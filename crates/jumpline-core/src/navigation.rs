//! Result navigation.
//!
//! [`NavigationController`] owns "which result is selected" and keeps three views of that choice
//! in sync: the caret in the document, a RESULT highlight in the document and a RESULT highlight
//! on the item in the [`ResultListPane`].
//!
//! Selection changes come from three places:
//!
//! - explicit selection ([`select_item`](NavigationController::select_item),
//!   [`select_nothing`](NavigationController::select_nothing), a click in the list);
//! - stepping ([`next`](NavigationController::next), [`previous`](NavigationController::previous));
//! - caret movement ([`on_caret_moved`](NavigationController::on_caret_moved)), which selects the
//!   result on the caret's line without moving the caret or scrolling the document.
//!
//! The editor side is reached through [`NavigationHost`]. Jumping to a result in a file that is not
//! active asks the host to switch buffers; the caret and highlight are applied once the host
//! reports completion through [`on_switch_completed`](NavigationController::on_switch_completed).

use crate::buffer::{AnchoredText, DocumentSource, FileRef};
use crate::error::NavError;
use crate::highlight::{HighlightLayerEngine, PainterCategory, RegionHandle};
use crate::result::{DerivedResult, ResultLabels};
use crate::result_index::{IndexOptions, ResultIndex};
use crate::result_list::ResultListPane;
use crate::style::StyleRegistry;
use std::fmt;
use std::ops::Range;
use std::sync::Arc;

/// Editor operations used by the navigation controller.
pub trait NavigationHost: DocumentSource {
    /// File of the active editor, if any.
    fn active_file(&self) -> Option<FileRef>;

    /// Highlight engine of the open buffer for `file`.
    fn highlighter(&mut self, file: &FileRef) -> Option<&mut HighlightLayerEngine>;

    /// Open (if needed) and activate `file`.
    ///
    /// Completion is reported later through [`NavigationController::on_switch_completed`].
    fn request_switch(&mut self, file: &FileRef) -> Result<(), NavError>;

    /// Move the caret of `file`'s editor.
    fn set_caret(&mut self, file: &FileRef, offset: usize);

    /// Scroll `file`'s editor so `range` is visible.
    fn scroll_to_visible(&mut self, file: &FileRef, range: Range<usize>);

    /// Scroll the results list so `range` of its text is visible.
    fn scroll_list_to_visible(&mut self, range: Range<usize>);
}

/// Enable state of the stepping controls and the header text.
#[derive(Debug, Clone, Default, PartialEq, Eq)]
pub struct ControlState {
    /// "Next" is enabled.
    pub next_enabled: bool,
    /// "Previous" is enabled.
    pub previous_enabled: bool,
    /// Results header (e.g. `"2 errors found:"`).
    pub header: String,
}

/// Notifications sent to subscribers.
#[derive(Debug, Clone, PartialEq, Eq)]
pub enum NavigationEvent {
    /// The selected display index changed.
    SelectionChanged(Option<usize>),
    /// The stepping controls changed.
    ControlsChanged(ControlState),
}

/// Subscriber callback.
pub type NavigationCallback = Box<dyn FnMut(&NavigationEvent) + Send>;

#[derive(Debug, Clone, Copy, PartialEq, Eq)]
enum Origin {
    Explicit,
    Caret,
}

#[derive(Debug)]
struct DocumentHighlight {
    file: FileRef,
    handle: RegionHandle,
}

#[derive(Debug)]
struct PendingJump {
    file: FileRef,
    display: usize,
}

/// Keeps the selected result, the caret and both RESULT highlights in sync.
///
/// UI-thread only.
pub struct NavigationController {
    index: ResultIndex,
    options: IndexOptions,
    labels: ResultLabels,
    list: ResultListPane,
    styles: Arc<StyleRegistry>,
    selected: Option<usize>,
    document_highlight: Option<DocumentHighlight>,
    pending: Option<PendingJump>,
    controls: ControlState,
    subscribers: Vec<NavigationCallback>,
}

impl NavigationController {
    /// Create a controller rendering into `list`.
    pub fn new(list: ResultListPane, styles: Arc<StyleRegistry>, labels: ResultLabels) -> Self {
        let mut controller = Self {
            index: ResultIndex::empty(),
            options: IndexOptions::default(),
            labels,
            list,
            styles,
            selected: None,
            document_highlight: None,
            pending: None,
            controls: ControlState::default(),
            subscribers: Vec::new(),
        };
        if let Err(err) = controller.list.render(&controller.index, &controller.labels) {
            log::warn!("cannot render results list: {err}");
        }
        controller.controls = controller.compute_controls();
        controller
    }

    /// Use `options` for indexes built from now on.
    pub fn with_options(mut self, options: IndexOptions) -> Self {
        self.options = options;
        self
    }

    /// Replace the result set. Clears the selection and both highlights.
    pub fn set_results<H>(&mut self, host: &mut H, results: impl IntoIterator<Item = DerivedResult>)
    where
        H: NavigationHost + ?Sized,
    {
        self.pending = None;
        self.clear_highlights(host);
        self.index = ResultIndex::build_with_options(results, &*host, self.options);
        if let Err(err) = self.list.render(&self.index, &self.labels) {
            log::warn!("cannot render results list: {err}");
        }
        log::debug!("navigating {} result(s)", self.index.len());

        if self.selected.take().is_some() {
            self.emit(NavigationEvent::SelectionChanged(None));
        }
        self.update_controls();
    }

    /// Replace the header nouns and re-render the list. Clears the list highlight.
    pub fn set_labels(&mut self, labels: ResultLabels) {
        self.labels = labels;
        if let Err(err) = self.list.render(&self.index, &self.labels) {
            log::warn!("cannot render results list: {err}");
        }
        if let Some(display) = self.selected
            && self.list.highlight_item(display, self.styles.list_painter()).is_none()
        {
            log::debug!("list item {display} not re-highlighted");
        }
        self.update_controls();
    }

    /// Select the result at `display_index`: highlight it in the list and the document, move the
    /// caret to it and scroll it into view.
    pub fn select_item<H>(&mut self, host: &mut H, display_index: usize) -> Result<(), NavError>
    where
        H: NavigationHost + ?Sized,
    {
        let len = self.index.len();
        if display_index >= len {
            return Err(NavError::IndexOutOfRange {
                index: display_index,
                len,
            });
        }
        self.select(host, display_index, Origin::Explicit);
        Ok(())
    }

    /// Select the list item at `offset` of the list text (a click in the pane).
    pub fn select_list_offset<H>(&mut self, host: &mut H, offset: usize) -> Option<usize>
    where
        H: NavigationHost + ?Sized,
    {
        let display = self.list.item_at_offset(offset)?;
        self.select(host, display, Origin::Explicit);
        Some(display)
    }

    /// Clear the selection and both highlights.
    pub fn select_nothing<H>(&mut self, host: &mut H)
    where
        H: NavigationHost + ?Sized,
    {
        self.pending = None;
        self.clear_highlights(host);
        if self.selected.take().is_some() {
            self.emit(NavigationEvent::SelectionChanged(None));
            self.update_controls();
        }
    }

    /// React to the caret moving to `caret` in the active editor.
    ///
    /// Selects the result on the caret's line (or nothing). Does nothing if that result is already
    /// selected, or while a jump is waiting for a buffer switch. Returns the selection.
    pub fn on_caret_moved<H>(&mut self, host: &mut H, caret: usize) -> Option<usize>
    where
        H: NavigationHost + ?Sized,
    {
        if self.pending.is_some() {
            log::trace!("caret event ignored while switching buffers");
            return self.selected;
        }

        let enclosing = host.active_file().and_then(|file| {
            let doc = host.document(&file)?;
            self.index.enclosing_display_index(doc, caret)
        });
        if enclosing == self.selected {
            return self.selected;
        }

        match enclosing {
            Some(display) => self.select(host, display, Origin::Caret),
            None => self.select_nothing(host),
        }
        self.selected
    }

    /// Select the next result (the first one if nothing is selected).
    pub fn next<H>(&mut self, host: &mut H) -> Result<usize, NavError>
    where
        H: NavigationHost + ?Sized,
    {
        let len = self.index.len();
        let target = self.selected.map_or(0, |current| current + 1);
        if target >= len {
            return Err(NavError::IndexOutOfRange { index: target, len });
        }
        self.select(host, target, Origin::Explicit);
        Ok(target)
    }

    /// Select the previous result.
    pub fn previous<H>(&mut self, host: &mut H) -> Result<usize, NavError>
    where
        H: NavigationHost + ?Sized,
    {
        let current = self.selected.ok_or(NavError::NothingSelected)?;
        let target = current.checked_sub(1).ok_or(NavError::AtFirstResult)?;
        self.select(host, target, Origin::Explicit);
        Ok(target)
    }

    /// Returns `true` if [`next`](Self::next) would succeed.
    pub fn can_step_forward(&self) -> bool {
        match self.selected {
            Some(current) => current + 1 < self.index.len(),
            None => !self.index.is_empty(),
        }
    }

    /// Returns `true` if [`previous`](Self::previous) would succeed.
    pub fn can_step_back(&self) -> bool {
        self.selected.is_some_and(|current| current > 0)
    }

    /// The host finished activating `file`. Applies a deferred jump into it.
    ///
    /// Returns `true` if a jump was applied.
    pub fn on_switch_completed<H>(&mut self, host: &mut H, file: &FileRef) -> bool
    where
        H: NavigationHost + ?Sized,
    {
        let Some(pending) = self.pending.take_if(|p| &p.file == file) else {
            return false;
        };
        if self.selected != Some(pending.display) {
            return false;
        }
        self.highlight_document(host, pending.display, file, true);
        true
    }

    /// The host could not activate `file`. The list selection stays; the document is untouched.
    pub fn on_switch_failed(&mut self, file: &FileRef, message: &str) {
        if self.pending.take_if(|p| &p.file == file).is_some() {
            log::warn!("cannot open {file}: {message}");
        }
    }

    /// Subscribe to navigation events.
    pub fn subscribe<F>(&mut self, callback: F)
    where
        F: FnMut(&NavigationEvent) + Send + 'static,
    {
        self.subscribers.push(Box::new(callback));
    }

    /// Current control state.
    pub fn controls(&self) -> &ControlState {
        &self.controls
    }

    /// Selected display index.
    pub fn selected(&self) -> Option<usize> {
        self.selected
    }

    /// File a deferred jump is waiting for.
    pub fn pending_switch(&self) -> Option<&FileRef> {
        self.pending.as_ref().map(|p| &p.file)
    }

    /// The result index.
    pub fn index(&self) -> &ResultIndex {
        &self.index
    }

    /// The results list pane.
    pub fn list(&self) -> &ResultListPane {
        &self.list
    }

    /// Mutable access to the results list pane (for painting).
    pub fn list_mut(&mut self) -> &mut ResultListPane {
        &mut self.list
    }

    fn select<H>(&mut self, host: &mut H, display: usize, origin: Origin)
    where
        H: NavigationHost + ?Sized,
    {
        self.pending = None;
        self.clear_highlights(host);
        self.selected = Some(display);

        if let Some(range) = self.list.highlight_item(display, self.styles.list_painter()) {
            host.scroll_list_to_visible(range);
        }

        let file = self.index.get(display).and_then(|r| r.file.clone());
        if let Some(file) = file {
            match origin {
                Origin::Caret => self.highlight_document(host, display, &file, false),
                Origin::Explicit if host.active_file().as_ref() == Some(&file) => {
                    self.highlight_document(host, display, &file, true);
                }
                Origin::Explicit => match host.request_switch(&file) {
                    Ok(()) => self.pending = Some(PendingJump { file, display }),
                    Err(err) => log::warn!("cannot jump to result {display}: {err}"),
                },
            }
        }

        self.emit(NavigationEvent::SelectionChanged(Some(display)));
        self.update_controls();
    }

    /// Highlight the result from its anchor to the next anchored result in the same file (or the
    /// end of the buffer), and optionally move the caret there.
    fn highlight_document<H>(&mut self, host: &mut H, display: usize, file: &FileRef, jump: bool)
    where
        H: NavigationHost + ?Sized,
    {
        let Some(located) = self.index.display_to_located(display) else {
            return;
        };
        if let Some(doc) = host.document(file) {
            self.index.anchor_document(doc);
        }
        let Some(start) = self.index.located_anchor(located).cloned() else {
            log::debug!("result {display} has no anchor in {file}");
            return;
        };
        let end = match self.index.next_anchor_in_file(located) {
            Some(next) => Some(next.clone()),
            None => host
                .document(file)
                .and_then(|doc| doc.create_anchor(doc.char_count()).ok()),
        };
        let range = start.offset()..end.as_ref().map_or(start.offset(), |e| e.offset());

        if let Some(end) = end {
            let painter = self.styles.painter(PainterCategory::Result);
            match host.highlighter(file).map(|engine| engine.add_region(start, end, painter)) {
                Some(Ok(handle)) => {
                    self.document_highlight = Some(DocumentHighlight {
                        file: file.clone(),
                        handle,
                    });
                }
                Some(Err(err)) => log::debug!("cannot highlight result {display}: {err}"),
                None => log::debug!("no highlighter for {file}"),
            }
        }

        if jump {
            host.set_caret(file, range.start);
            host.scroll_to_visible(file, range);
        }
    }

    fn clear_highlights<H>(&mut self, host: &mut H)
    where
        H: NavigationHost + ?Sized,
    {
        self.list.clear_highlight();
        if let Some(highlight) = self.document_highlight.take()
            && let Some(engine) = host.highlighter(&highlight.file)
        {
            engine.remove_region(highlight.handle);
        }
    }

    fn compute_controls(&self) -> ControlState {
        ControlState {
            next_enabled: self.can_step_forward(),
            previous_enabled: self.can_step_back(),
            header: self.index.header_text(&self.labels),
        }
    }

    fn update_controls(&mut self) {
        let controls = self.compute_controls();
        if controls != self.controls {
            self.controls = controls.clone();
            self.emit(NavigationEvent::ControlsChanged(controls));
        }
    }

    fn emit(&mut self, event: NavigationEvent) {
        for callback in &mut self.subscribers {
            callback(&event);
        }
    }
}

impl fmt::Debug for NavigationController {
    fn fmt(&self, f: &mut fmt::Formatter<'_>) -> fmt::Result {
        f.debug_struct("NavigationController")
            .field("results", &self.index.len())
            .field("selected", &self.selected)
            .field("pending", &self.pending)
            .field("controls", &self.controls)
            .field("subscribers", &self.subscribers.len())
            .finish_non_exhaustive()
    }
}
■ ■ ■ ■
_Problem to work on_: Please return the lines above exactly, from the first one down to the line with "in the list);", and stop after that line.

_Solution_:
filename crates/jumpline-core/src/navigation.rs
//! Result navigation.
//!
//! [`NavigationController`] owns "which result is selected" and keeps three views of that choice
//! in sync: the caret in the document, a RESULT highlight in the document and a RESULT highlight
//! on the item in the [`ResultListPane`].
//!
//! Selection changes come from three places:
//!
//! - explicit selection ([`select_item`](NavigationController::select_item),
//!   [`select_nothing`](NavigationController::select_nothing), a click in the list);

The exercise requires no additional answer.